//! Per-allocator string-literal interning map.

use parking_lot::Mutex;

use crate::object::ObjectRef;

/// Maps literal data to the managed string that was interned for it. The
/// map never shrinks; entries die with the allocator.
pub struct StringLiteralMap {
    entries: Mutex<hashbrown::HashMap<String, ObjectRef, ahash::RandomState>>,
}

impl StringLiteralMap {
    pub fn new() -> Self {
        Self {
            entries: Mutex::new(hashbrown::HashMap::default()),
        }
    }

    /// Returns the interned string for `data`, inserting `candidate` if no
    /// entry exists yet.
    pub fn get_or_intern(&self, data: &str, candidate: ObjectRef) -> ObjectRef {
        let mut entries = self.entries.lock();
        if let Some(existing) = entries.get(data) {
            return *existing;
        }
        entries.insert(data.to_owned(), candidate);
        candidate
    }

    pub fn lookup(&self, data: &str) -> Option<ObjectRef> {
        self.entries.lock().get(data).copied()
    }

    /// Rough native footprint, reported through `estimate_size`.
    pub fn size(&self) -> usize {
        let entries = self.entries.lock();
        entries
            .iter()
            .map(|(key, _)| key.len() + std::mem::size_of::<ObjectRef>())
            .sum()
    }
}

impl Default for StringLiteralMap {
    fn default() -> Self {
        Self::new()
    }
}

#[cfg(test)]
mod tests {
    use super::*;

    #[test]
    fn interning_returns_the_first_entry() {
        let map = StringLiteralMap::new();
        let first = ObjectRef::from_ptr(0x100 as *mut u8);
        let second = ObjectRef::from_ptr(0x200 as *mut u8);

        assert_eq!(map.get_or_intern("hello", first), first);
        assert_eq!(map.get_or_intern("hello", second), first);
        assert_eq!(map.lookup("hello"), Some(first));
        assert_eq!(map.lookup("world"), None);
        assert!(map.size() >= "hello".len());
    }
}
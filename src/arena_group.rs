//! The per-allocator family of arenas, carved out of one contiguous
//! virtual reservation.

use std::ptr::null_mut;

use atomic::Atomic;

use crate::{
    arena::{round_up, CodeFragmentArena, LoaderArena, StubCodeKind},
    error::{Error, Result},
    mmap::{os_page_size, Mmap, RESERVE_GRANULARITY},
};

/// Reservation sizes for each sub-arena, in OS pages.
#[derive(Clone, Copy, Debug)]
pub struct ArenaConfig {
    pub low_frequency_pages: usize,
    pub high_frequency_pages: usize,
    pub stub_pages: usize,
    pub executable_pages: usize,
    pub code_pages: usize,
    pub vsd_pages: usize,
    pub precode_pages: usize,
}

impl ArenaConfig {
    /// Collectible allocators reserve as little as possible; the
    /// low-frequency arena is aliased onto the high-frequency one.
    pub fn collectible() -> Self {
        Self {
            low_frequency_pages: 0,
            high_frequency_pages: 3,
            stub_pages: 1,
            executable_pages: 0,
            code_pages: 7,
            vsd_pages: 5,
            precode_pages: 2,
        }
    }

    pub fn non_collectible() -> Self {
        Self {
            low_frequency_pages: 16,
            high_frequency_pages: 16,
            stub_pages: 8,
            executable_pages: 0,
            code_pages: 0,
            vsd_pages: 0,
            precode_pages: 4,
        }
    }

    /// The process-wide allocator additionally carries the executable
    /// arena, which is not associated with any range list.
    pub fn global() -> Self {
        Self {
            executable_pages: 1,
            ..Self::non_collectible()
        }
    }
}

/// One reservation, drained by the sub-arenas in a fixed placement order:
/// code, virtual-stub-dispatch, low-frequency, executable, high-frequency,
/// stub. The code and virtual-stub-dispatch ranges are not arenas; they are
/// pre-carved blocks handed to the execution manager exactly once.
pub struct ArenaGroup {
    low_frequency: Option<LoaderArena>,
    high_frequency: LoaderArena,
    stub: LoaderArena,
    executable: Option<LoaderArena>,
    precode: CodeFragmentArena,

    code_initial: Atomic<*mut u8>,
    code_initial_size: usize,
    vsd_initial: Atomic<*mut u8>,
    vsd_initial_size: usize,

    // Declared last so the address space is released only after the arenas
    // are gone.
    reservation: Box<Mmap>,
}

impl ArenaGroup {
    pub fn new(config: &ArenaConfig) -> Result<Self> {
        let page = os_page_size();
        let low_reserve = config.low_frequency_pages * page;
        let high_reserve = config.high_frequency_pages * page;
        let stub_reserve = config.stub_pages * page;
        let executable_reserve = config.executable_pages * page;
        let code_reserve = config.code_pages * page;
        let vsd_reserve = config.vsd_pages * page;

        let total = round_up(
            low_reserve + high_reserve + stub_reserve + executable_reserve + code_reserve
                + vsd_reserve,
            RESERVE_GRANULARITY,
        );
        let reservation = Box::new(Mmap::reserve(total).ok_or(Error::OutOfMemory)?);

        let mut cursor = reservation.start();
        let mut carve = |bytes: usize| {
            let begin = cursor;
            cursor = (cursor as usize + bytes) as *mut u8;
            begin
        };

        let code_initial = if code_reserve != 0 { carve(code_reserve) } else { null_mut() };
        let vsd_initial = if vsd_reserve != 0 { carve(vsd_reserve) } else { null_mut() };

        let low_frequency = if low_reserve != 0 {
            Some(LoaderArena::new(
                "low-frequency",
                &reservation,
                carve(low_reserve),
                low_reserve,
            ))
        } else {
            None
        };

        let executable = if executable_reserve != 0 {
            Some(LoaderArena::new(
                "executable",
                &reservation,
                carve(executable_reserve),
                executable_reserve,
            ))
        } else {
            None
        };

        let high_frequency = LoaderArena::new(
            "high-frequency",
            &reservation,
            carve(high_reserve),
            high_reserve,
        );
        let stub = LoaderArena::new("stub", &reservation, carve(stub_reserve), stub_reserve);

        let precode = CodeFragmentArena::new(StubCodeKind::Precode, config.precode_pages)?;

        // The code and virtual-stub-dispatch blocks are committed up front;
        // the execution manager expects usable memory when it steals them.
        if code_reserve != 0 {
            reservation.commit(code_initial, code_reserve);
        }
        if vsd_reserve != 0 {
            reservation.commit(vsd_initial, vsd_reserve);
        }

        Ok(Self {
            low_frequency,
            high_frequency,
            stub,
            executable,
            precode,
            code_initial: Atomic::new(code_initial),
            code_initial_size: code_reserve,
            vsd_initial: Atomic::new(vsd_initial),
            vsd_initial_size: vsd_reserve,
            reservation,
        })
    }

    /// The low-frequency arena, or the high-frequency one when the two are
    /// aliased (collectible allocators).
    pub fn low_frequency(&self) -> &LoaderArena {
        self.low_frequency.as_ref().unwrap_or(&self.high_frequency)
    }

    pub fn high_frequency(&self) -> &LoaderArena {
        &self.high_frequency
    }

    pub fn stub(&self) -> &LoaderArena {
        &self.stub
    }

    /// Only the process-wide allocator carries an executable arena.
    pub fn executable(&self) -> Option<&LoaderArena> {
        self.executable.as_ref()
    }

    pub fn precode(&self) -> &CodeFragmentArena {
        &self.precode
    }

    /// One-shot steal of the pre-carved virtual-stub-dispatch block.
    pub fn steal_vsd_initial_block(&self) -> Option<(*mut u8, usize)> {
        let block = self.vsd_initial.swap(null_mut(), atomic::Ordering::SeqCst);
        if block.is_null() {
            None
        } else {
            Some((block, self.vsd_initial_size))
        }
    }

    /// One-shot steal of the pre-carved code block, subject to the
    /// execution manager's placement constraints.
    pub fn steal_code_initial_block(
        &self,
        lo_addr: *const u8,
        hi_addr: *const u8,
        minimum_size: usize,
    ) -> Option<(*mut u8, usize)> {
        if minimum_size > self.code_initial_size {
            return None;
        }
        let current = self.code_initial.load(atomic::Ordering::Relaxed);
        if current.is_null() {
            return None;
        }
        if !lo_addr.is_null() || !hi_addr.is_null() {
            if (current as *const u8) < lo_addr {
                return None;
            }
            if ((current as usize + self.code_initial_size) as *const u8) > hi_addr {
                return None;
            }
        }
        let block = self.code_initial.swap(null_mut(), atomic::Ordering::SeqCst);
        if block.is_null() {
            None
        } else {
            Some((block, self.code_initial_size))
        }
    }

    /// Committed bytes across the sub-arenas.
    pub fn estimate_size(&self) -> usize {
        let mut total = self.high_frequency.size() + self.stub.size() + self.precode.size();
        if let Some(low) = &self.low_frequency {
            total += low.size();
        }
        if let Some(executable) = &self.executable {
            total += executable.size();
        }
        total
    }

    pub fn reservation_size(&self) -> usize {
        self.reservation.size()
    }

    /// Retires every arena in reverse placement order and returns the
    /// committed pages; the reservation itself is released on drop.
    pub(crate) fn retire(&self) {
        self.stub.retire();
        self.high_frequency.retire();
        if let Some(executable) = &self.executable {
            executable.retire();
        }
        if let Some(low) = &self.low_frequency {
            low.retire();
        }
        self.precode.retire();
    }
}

——————

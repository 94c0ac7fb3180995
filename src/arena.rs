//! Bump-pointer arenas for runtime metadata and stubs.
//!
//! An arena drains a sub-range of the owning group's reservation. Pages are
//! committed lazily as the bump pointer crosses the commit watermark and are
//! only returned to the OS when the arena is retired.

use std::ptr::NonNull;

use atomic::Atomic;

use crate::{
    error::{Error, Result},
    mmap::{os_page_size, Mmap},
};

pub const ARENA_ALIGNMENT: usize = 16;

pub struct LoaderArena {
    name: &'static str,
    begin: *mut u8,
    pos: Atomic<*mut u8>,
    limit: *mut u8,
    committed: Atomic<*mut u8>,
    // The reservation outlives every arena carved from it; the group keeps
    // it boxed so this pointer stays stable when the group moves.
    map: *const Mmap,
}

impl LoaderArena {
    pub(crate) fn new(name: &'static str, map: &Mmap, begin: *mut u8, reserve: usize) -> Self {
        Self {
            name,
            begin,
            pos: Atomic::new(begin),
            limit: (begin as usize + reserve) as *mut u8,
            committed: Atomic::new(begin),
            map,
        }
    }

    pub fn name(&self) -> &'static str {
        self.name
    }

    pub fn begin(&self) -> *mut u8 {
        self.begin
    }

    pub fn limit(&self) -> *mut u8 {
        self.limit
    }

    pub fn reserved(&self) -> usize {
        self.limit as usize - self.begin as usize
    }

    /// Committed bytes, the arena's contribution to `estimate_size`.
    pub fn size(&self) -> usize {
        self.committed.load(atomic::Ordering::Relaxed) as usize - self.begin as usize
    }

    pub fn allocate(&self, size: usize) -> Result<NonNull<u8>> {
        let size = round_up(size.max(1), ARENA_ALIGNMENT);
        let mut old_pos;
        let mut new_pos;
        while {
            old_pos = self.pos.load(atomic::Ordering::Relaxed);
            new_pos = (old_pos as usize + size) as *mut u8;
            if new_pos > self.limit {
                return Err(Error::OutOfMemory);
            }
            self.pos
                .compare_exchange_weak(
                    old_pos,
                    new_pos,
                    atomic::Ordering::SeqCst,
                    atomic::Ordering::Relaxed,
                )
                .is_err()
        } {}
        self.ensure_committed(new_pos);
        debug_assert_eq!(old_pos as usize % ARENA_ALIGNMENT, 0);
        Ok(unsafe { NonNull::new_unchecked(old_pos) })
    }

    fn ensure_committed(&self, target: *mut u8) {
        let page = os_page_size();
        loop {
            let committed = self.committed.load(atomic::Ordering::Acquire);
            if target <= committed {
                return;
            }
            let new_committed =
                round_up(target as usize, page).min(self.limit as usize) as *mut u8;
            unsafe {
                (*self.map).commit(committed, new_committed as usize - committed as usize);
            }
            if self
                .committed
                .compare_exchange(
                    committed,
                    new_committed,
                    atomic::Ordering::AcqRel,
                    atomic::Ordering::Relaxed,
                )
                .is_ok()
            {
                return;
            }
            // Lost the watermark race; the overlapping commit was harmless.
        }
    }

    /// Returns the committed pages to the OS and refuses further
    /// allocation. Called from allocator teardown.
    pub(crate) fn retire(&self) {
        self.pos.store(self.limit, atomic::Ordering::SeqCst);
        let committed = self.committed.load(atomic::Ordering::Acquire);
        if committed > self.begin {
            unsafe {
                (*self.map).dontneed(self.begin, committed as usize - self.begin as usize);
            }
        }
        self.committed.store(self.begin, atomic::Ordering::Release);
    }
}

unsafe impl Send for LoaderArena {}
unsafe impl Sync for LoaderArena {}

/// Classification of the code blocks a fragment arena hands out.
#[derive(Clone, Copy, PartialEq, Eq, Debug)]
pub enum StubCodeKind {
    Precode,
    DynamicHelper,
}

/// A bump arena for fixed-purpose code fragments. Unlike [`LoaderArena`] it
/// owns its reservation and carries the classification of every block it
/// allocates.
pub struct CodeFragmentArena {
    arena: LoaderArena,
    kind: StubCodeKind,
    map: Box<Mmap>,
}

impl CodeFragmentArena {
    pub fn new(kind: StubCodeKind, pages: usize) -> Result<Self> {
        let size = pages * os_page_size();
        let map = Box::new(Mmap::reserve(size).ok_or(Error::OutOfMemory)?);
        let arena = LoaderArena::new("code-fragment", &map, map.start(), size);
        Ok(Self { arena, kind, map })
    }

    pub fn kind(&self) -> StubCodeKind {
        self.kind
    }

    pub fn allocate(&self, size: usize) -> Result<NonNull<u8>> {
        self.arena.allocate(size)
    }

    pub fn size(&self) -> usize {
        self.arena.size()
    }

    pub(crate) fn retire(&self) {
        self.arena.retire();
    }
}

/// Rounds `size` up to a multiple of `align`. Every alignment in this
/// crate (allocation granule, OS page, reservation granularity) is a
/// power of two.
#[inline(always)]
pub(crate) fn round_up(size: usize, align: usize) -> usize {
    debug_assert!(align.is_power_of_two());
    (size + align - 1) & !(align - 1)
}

——————

Task description
Go through the material and copy every line in which the word "total" occurs.

Result of this exercise
        let total = round_up(
        let reservation = Box::new(Mmap::reserve(total).ok_or(Error::OutOfMemory)?);
        let mut total = self.high_frequency.size() + self.stub.size() + self.precode.size();
            total += low.size();
            total += executable.size();
        total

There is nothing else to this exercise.